Continuó su formación nacionalista, una corriente en boga entre los derechistas alemanes de principios del siglo XX, con sesudas lecturas de textos racistas, aderezada con una gavilla de amigos que pensaban igual o peor: Adolfo Hitler, Ernst Röhm y Herman Goering.
Además de su formación antisemita, leyó incontables libros de parapsicología, espiritismo, ciencias ocultas y esoterismo donde incubó una serie de teorías fantasiosas, como la de crear una nueva religión germánica que suplantaría al cristianismo.
Himmler representó a una generación de resentidos contra el Emperador Guillermo II, a quien achacaron la derrota alemana en la Gran Guerra; por eso deseaba otra para recuperar el orgullo perdido.
A todo esto se sumó la crisis mundial de los años 20; la devaluación, la hiperinflación, las hambrunas jamás vistas en Alemania y un sentimiento nacional de abandono y derrota.
Heinrich intentó estudiar economía agrícola, porque consideraba que el estado ideal debía basarse en la riqueza de la tierra, pero debió abandonarla ante la ruina de la familia y encontró un empleo apropiado: revolcar estiércol.
En una muy documentada biografía, el historiador Peter Longerich, hizo un brutal retrato psicológico del hombre que fue la sombra de Hitler, y podría considerarse la auténtica columna del régimen nazi.
Solo aguantó un mes entre los detritus animales y, después del fracasado golpe contra el gobierno que envió a la cárcel a Hitler en 1923, encontró trabajo como secretario y asistente personal de Gregor Strasser.
Este dirigió la oficina de propaganda nazi y pronto Himmler, sin tener las cualidades histriónicas de Joseph Goebbels, se hizo su propia fama de buen orador y agitador de masas.
Basó sus arengas en la conciencia racial, el culto a la raza alemana, la necesidad de expansión germana, la creación de colonias arias y la lucha contra los eternos enemigos de Alemania, es decir: judíos, marxistas, socialistas, comunistas, anarquistas, demócratas, pueblos eslavos y todo aquel que le cayera mal.
Con solo 280 hombres y a cargo de cuidar a Hitler y promover el periódico El Observador Nacionalista Racial , desarrolló un cuerpo de élite que llegó a tener 500 mil agentes con dos objetivos claros: seguridad interna y pureza racial.
Dirigió con pasión, eficiencia y precisión alemana la Oficina de Raza y Asentamiento, encargada de aplicar el “Decreto de Matrimonio” mediante el cual quienes deseaban casarse debían de probar que eran alemanes sin mácula.

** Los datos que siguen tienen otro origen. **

//! Simulation sessions.
//!
//! A [`Session`] is one activation-to-deactivation lifecycle. The
//! [`SessionMachine`] owns at most one of them and drives it from the host's
//! periodic callback:
//!
//! ```text
//! Idle --activate--> Activating --> Active <--> Exhausted
//!                                     |            |
//!                                     +--deactivate+--> Deactivating --> Idle
//! ```

mod machine;

pub use machine::SessionMachine;

use std::fmt;

use chrono::{DateTime, Utc};
use serde::{Deserialize, Serialize};
use uuid::Uuid;

use crate::complexity::ComplexityResult;
use crate::error::HostError;
use crate::host::{EditorContext, EntityId, SnapshotHandle};
use crate::orbit::InsertionState;
use crate::scenario::ScenarioParameters;

/// Stable identifier for a session.
#[derive(Debug, Clone, Copy, PartialEq, Eq, Hash, Serialize, Deserialize)]
pub struct SessionId(Uuid);

impl SessionId {
    /// Create a new random session ID.
    #[must_use]
    pub fn new() -> Self {
        Self(Uuid::new_v4())
    }
}

impl Default for SessionId {
    fn default() -> Self {
        Self::new()
    }
}

impl fmt::Display for SessionId {
    fn fmt(&self, f: &mut fmt::Formatter<'_>) -> fmt::Result {
        write!(f, "{}", self.0)
    }
}

/// Externally visible machine state.
#[derive(Debug, Clone, Copy, PartialEq, Eq, Serialize, Deserialize)]
pub enum SessionState {
    /// No session.
    Idle,
    /// Inside `activate`.
    Activating,
    /// Running.
    Active,
    /// Running but out of budget; waiting for a purchase or a stop.
    Exhausted,
    /// Waiting for the world restore to finish.
    Deactivating,
}

/// What a tick did.
#[derive(Debug, Clone, PartialEq)]
pub enum TickOutcome {
    /// Nothing is running.
    Idle,
    /// Budget was consumed.
    Running {
        /// Budget left.
        remaining: f64,
    },
    /// The session runs below the trivial limit.
    Unmetered,
    /// Out of budget; the host should show the blocking prompt.
    Exhausted {
        /// Budget left, zero or negative.
        remaining: f64,
    },
    /// The restore has not completed yet.
    Restoring,
    /// The restore completed and the machine is idle.
    Restored,
    /// The restore failed or was abandoned; the machine is idle.
    RestoreFailed(HostError),
}

/// An active simulation.
#[derive(Debug)]
pub struct Session {
    id: SessionId,
    params: ScenarioParameters,
    complexity: ComplexityResult,
    metered: bool,
    trivial_limit: f64,
    activated_at: DateTime<Utc>,
    activation_ut: f64,
    last_tick_ut: f64,
    editor_context: EditorContext,
    snapshot: Option<SnapshotHandle>,
    insertion: Option<InsertionState>,
    spawned: Option<EntityId>,
}

impl Session {
    /// Session id.
    #[must_use]
    pub const fn id(&self) -> SessionId {
        self.id
    }

    /// Parameters as they were at activation.
    #[must_use]
    pub const fn params(&self) -> &ScenarioParameters {
        &self.params
    }

    /// Complexity computed at activation.
    #[must_use]
    pub const fn complexity(&self) -> &ComplexityResult {
        &self.complexity
    }

    /// Budget units consumed per simulated second.
    #[must_use]
    pub const fn rate(&self) -> f64 {
        self.complexity.rate()
    }

    /// Whether the session consumes budget.
    #[must_use]
    pub const fn is_metered(&self) -> bool {
        self.metered
    }

    /// Trivial limit the metering decision was made against.
    #[must_use]
    pub const fn trivial_limit(&self) -> f64 {
        self.trivial_limit
    }

    /// Wall-clock activation time.
    #[must_use]
    pub const fn activated_at(&self) -> DateTime<Utc> {
        self.activated_at
    }

    /// Universal time the session started at.
    #[must_use]
    pub const fn activation_ut(&self) -> f64 {
        self.activation_ut
    }

    /// Universal time of the last tick.
    #[must_use]
    pub const fn last_tick_ut(&self) -> f64 {
        self.last_tick_ut
    }

    /// Simulated seconds since activation, as of the last tick.
    #[must_use]
    pub fn elapsed_ut(&self) -> f64 {
        self.last_tick_ut - self.activation_ut
    }

    /// Editor state before activation.
    #[must_use]
    pub const fn editor_context(&self) -> &EditorContext {
        &self.editor_context
    }

    /// Returns true while the session still owns its world snapshot.
    #[must_use]
    pub const fn has_snapshot(&self) -> bool {
        self.snapshot.is_some()
    }

    /// Placement handed to the spawner, if the kind spawns.
    #[must_use]
    pub const fn insertion(&self) -> Option<&InsertionState> {
        self.insertion.as_ref()
    }

    /// Spawned entity, if the spawn succeeded.
    #[must_use]
    pub const fn spawned(&self) -> Option<EntityId> {
        self.spawned
    }
}
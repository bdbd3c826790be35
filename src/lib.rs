//! # simgate - metered simulation sessions
//!
//! simgate gates an expensive, time-accelerated simulation behind a budget
//! that depletes while the simulation runs and can be topped up by purchase.
//! The consumption rate comes from a user-configurable formula over the
//! scenario's physical parameters.
//!
//! ## Core Concepts
//!
//! - **Formula**: a small arithmetic expression over named variables
//! - **Complexity**: budget units consumed per simulated second
//! - **Ledger**: the persisted remaining budget
//! - **Session**: one activation-to-deactivation lifecycle, bracketed by a
//!   world snapshot and restore
//! - **Trivial limit**: complexity below which sessions run for free
//!
//! ## Usage
//!
//! ```rust,ignore
//! use std::sync::Arc;
//! use simgate::{
//!     BodyCatalog, ConfigSession, Evaluator, FacilityLevels, Ledger, SessionMachine, SimConfig,
//! };
//!
//! let config = Arc::new(SimConfig::from_json_or_default(&json));
//! let evaluator = Arc::new(Evaluator::new());
//! config.validate(&evaluator)?;
//! let bodies = Arc::new(BodyCatalog::stock());
//!
//! let levels = FacilityLevels::uniform(1.0);
//! let mut surface =
//!     ConfigSession::open(config.clone(), evaluator.clone(), bodies.clone(), levels);
//! surface.params_mut().set_vessel(Some(vessel));
//! surface.params_mut().set_duration_str("15m")?;
//!
//! let mut machine = SessionMachine::new(config, evaluator, bodies, Ledger::new(100.0), host);
//! machine.activate(surface.activation_request())?;
//! // every frame:
//! machine.tick(ut);
//! ```

#![warn(missing_docs)]
#![warn(clippy::all)]
#![warn(clippy::pedantic)]
#![allow(clippy::module_name_repetitions)]

// Formula evaluation
pub mod error;
pub mod expr;
pub mod formula;
pub mod variables;

// Scenario model
pub mod body;
pub mod complexity;
pub mod config;
pub mod orbit;
pub mod scenario;
pub mod time;

// Budget and lifecycle
pub mod host;
pub mod ledger;
pub mod planner;
pub mod session;

pub use body::{BodyCatalog, BodyId, CelestialBody};
pub use complexity::{ComplexityModel, ComplexityResult, INDETERMINATE};
pub use config::{FormulaSet, SimConfig};
pub use error::{
    ExprError, HostError, LedgerError, SessionError, SimError, SimResult, ValidationError,
};
pub use expr::{evaluate, Evaluator, Expression};
pub use formula::{Formula, FormulaId};
pub use host::{
    restore_channel, EditorContext, EditorFacility, EntityId, FundsProvider, RestoreCompletion,
    RestorePoll, RestoreTarget, RestoreTicket, SessionHost, SnapshotHandle, Spawner, VesselProvider,
    WorldHost,
};
pub use ledger::{
    Facility, FacilityLevels, FacilityUpgrade, GameMode, Ledger, LedgerCheckpoint, PurchaseReceipt,
    TrivialLimit,
};
pub use orbit::{
    FieldOutcome, InsertionState, LandedSite, OrbitInsertion, OrbitalElements, Placement,
    StartPoint,
};
pub use planner::{ActivationRequest, ConfigSession, Preview};
pub use scenario::{CrewHandle, Field, ScenarioParameters, SimulationKind, VesselHandle};
pub use session::{Session, SessionId, SessionMachine, SessionState, TickOutcome};
pub use time::{Calendar, TimeReading};
pub use variables::VariableSet;
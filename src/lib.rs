//! # ctxlog
//!
//! Structured logging with hierarchical, immutable contexts, field
//! deduplication, dynamic severity filtering, and pluggable output
//! encoding.
//!
//! ## Features
//!
//! - **Hierarchical Contexts**: `with()` derives child loggers whose
//!   fields override inherited ones by key, without mutating the parent
//! - **Shared Severity**: one atomic threshold per logger lineage,
//!   adjustable at runtime from any descendant
//! - **Two Encodings**: machine-readable JSON (default) or a colorized
//!   console format, selected once at startup
//! - **Thread Safe**: contexts are immutable; the sink serializes writes
//!
//! ## Example
//!
//! ```
//! use ctxlog::{field, Config, Logger};
//! use ctxlog::output::MemorySink;
//! use std::sync::Arc;
//!
//! let logger = Logger::with_config(Config::default(), Arc::new(MemorySink::new()));
//! let request_log = logger.with([field::string("request_id", "abc-123")]);
//! request_log.info("request accepted", &[field::int64("bytes", 512)]);
//! ```

pub mod config;
pub mod core;
pub mod global;
pub mod macros;
pub mod output;

pub mod prelude {
    pub use crate::config::Config;
    pub use crate::core::{field, Context, Field, FieldValue, Level, Logger, LoggerError, Result, Threshold};
    pub use crate::output::{Caller, Emitter, EmitterOptions, Encoding, MemorySink, Record, Sink, StdoutSink};
}

pub use config::Config;
pub use core::field;
pub use core::{Context, Field, FieldValue, Level, Logger, LoggerError, Result, Threshold};
pub use output::{Caller, Emitter, EmitterOptions, Encoding, MemorySink, Record, Sink, StdoutSink};
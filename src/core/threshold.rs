//! Shared severity threshold
//!
//! A single atomic scalar consulted on every log call. Loggers derived
//! via `with()` share one instance by `Arc`; mutation through any of them
//! is immediately visible to the whole lineage. The read path takes no
//! lock and allocates nothing.

use super::level::Level;
use std::sync::atomic::{AtomicU8, Ordering};

#[derive(Debug)]
pub struct Threshold {
    level: AtomicU8,
}

impl Threshold {
    pub fn new(level: Level) -> Self {
        Self {
            level: AtomicU8::new(level as u8),
        }
    }

    pub fn set(&self, level: Level) {
        self.level.store(level as u8, Ordering::Relaxed);
    }

    pub fn get(&self) -> Level {
        Level::from_u8(self.level.load(Ordering::Relaxed))
    }

    /// True iff records at `level` pass the gate.
    #[inline]
    pub fn enabled(&self, level: Level) -> bool {
        level as u8 >= self.level.load(Ordering::Relaxed)
    }
}

impl Default for Threshold {
    fn default() -> Self {
        Self::new(Level::Info)
    }
}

Este certificado les daba derecho a trabajo, mejores raciones en los territorios ocupados y significaba la vida o la cámara a gas.
En el último estertor de la guerra intentó utilizar a los prisioneros como moneda de cambio para negociar su libertad; ante esa traición Hitler lo despojó de sus cargos y ordenó su arresto.
El mundo se vino abajo. Se afeitó el bigote, se colocó un parche en el ojo, se vistió como un sargento de la Policía militar y se entregó a los rusos. Estos no lo reconocieron y lo remitieron a los británicos; tuvo que soportar la humillación de desnudarse y ser revisado como si fuera un caballo.
Ante la ignominia mordió una cápsula de cianuro que, desde el inicio de la guerra, ocultaba entre los dientes. Era el 23 de mayo de 1945. Ese día, ninguna valkiria bajó del cielo para llevarlo al Valhalla.